Vor diesem Hintergrund verbleibt ein grundsätzlich zu berücksichtigender Betrag von 1.226,30€. Dieser Betrag steht außer Verhältnis zum Streitwert - bezogen auf den Wert der behaupteten Veränderungen an dem betroffenen Fahrrad. Zwischen der Vergütung und dem Wert des Streitgegenstands besteht immer dann ein Missverhältnis, wenn die Kosten für die Vergütung des Sachverständigen den Streitwert erreichen oder diesen gar übersteigen (BeckOK Kostenrecht, 18. Edition, § 8a JVEG Rn. 23). Diese Voraussetzung ist hier gegeben.
Etwas anderes gilt nicht deshalb, weil der Sachverständige womöglich davon ausgehen durfte, dass die beweisbelastete Partei das Kostenrisiko bewusst in Kauf nehmen wollte. Einem solchen Verständnis steht entgegen, dass dem Kläger Prozesskostenhilfe bewilligt worden ist.
Dieser Umstand war für den Sachverständigen erkennbar. Etwas anderes gilt hier nicht deshalb, weil dem Kläger ratenfreie Prozesskostenhilfe bewilligt worden ist und dem Kläger deswegen kein Vorschuss aufgegeben worden ist, denn auch in einem solchen Fall ist es dem Sachverständigen möglich, dass Verhältnis zwischen Wert und Vergütung zu ermitteln.

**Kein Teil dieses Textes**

use std::fmt;


/// A one-dimensional potential over an inter-atom distance (nm) that can
/// be handed to PLUMED as a MATHEVAL function of `x`.
pub trait DistancePotential {
    /// Energy (kJ/mol) at distance x.
    fn value(&self, x: f64) -> f64;

    /// dE/dx at distance x.
    fn slope(&self, x: f64) -> f64;

    /// The function in lepton syntax, with `x` as the argument.
    fn expression(&self) -> String;
}

/// Quadratic well between `lower` and `upper`, continued as a linear ramp
/// beyond `upper`, zero below `lower`:
///
/// ```text
/// (K*(L-x)^2)*step(x-L)*step(U-x) + (R*(2*x-S))*step(x-U)
/// ```
///
/// The fitted constants satisfy R = K*(U-L) and S = L+U, so value and
/// slope of well and ramp agree at `upper`. Both R and S are stored as
/// printed in the fit rather than recomputed, the rendered expression has
/// to reproduce them exactly.
#[derive(Debug, Clone, Copy, PartialEq)]
pub struct HBondPotential {
    pub well: f64,
    pub lower: f64,
    pub upper: f64,
    pub ramp: f64,
    pub offset: f64,
}

impl HBondPotential {
    pub const fn new(well: f64, lower: f64, upper: f64, ramp: f64, offset: f64) -> Self {
        HBondPotential { well, lower, upper, ramp, offset }
    }

    /// Value of the well at `upper`, where the ramp takes over.
    pub fn breakpoint_value(&self) -> f64 {
        self.well * (self.lower - self.upper).powi(2)
    }

    /// Attractive terms have a negative well constant.
    pub fn is_attractive(&self) -> bool {
        self.well < 0.0
    }
}

impl DistancePotential for HBondPotential {
    fn value(&self, x: f64) -> f64 {
        if x < self.lower {
            0.0
        } else if x <= self.upper {
            self.well * (self.lower - x).powi(2)
        } else {
            self.ramp * (2.0 * x - self.offset)
        }
    }

    fn slope(&self, x: f64) -> f64 {
        if x < self.lower {
            0.0
        } else if x <= self.upper {
            2.0 * self.well * (x - self.lower)
        } else {
            2.0 * self.ramp
        }
    }

    fn expression(&self) -> String {
        self.to_string()
    }
}

impl fmt::Display for HBondPotential {
    fn fmt(&self, f: &mut fmt::Formatter<'_>) -> fmt::Result {
        write!(f, "({}*({}-x)^2)*step(x-{})*step({}-x)+({}*(2*x-{}))*step(x-{})",
            self.well, self.lower, self.lower, self.upper,
            self.ramp, self.offset, self.upper)
    }
}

Der Sachverständige hat es unterlassen, gemäß § 407a Absatz 4 Satz 2 ZPO auf diesen Umstand hinzuweisen. Umstände, die gemäß § 8a Abs. 5 JVEG das erforderliche Verschulden des Sachverständigen entfallen ließen, liegen nicht vor. Der Sachverständige trägt die Beweislast dafür, dass solche Umstände gegeben sind (Binz/Dörndorfer, JVEG, 3. Auflage 2014, § 8a Rn. 17).
Hinsichtlich der Festsetzung der Vergütung nach billigem Ermessen hat das Gericht zum einen berücksichtigt, dass der Sachverständige die abgerechneten Tätigkeiten tatsächlich erbracht hat. Gleichzeitig hat das Gericht aber auch die finanziellen Interessen der Parteien wie auch der öffentlichen Hand im Rahmen der Prozesskostenhilfe zugrunde gelegt.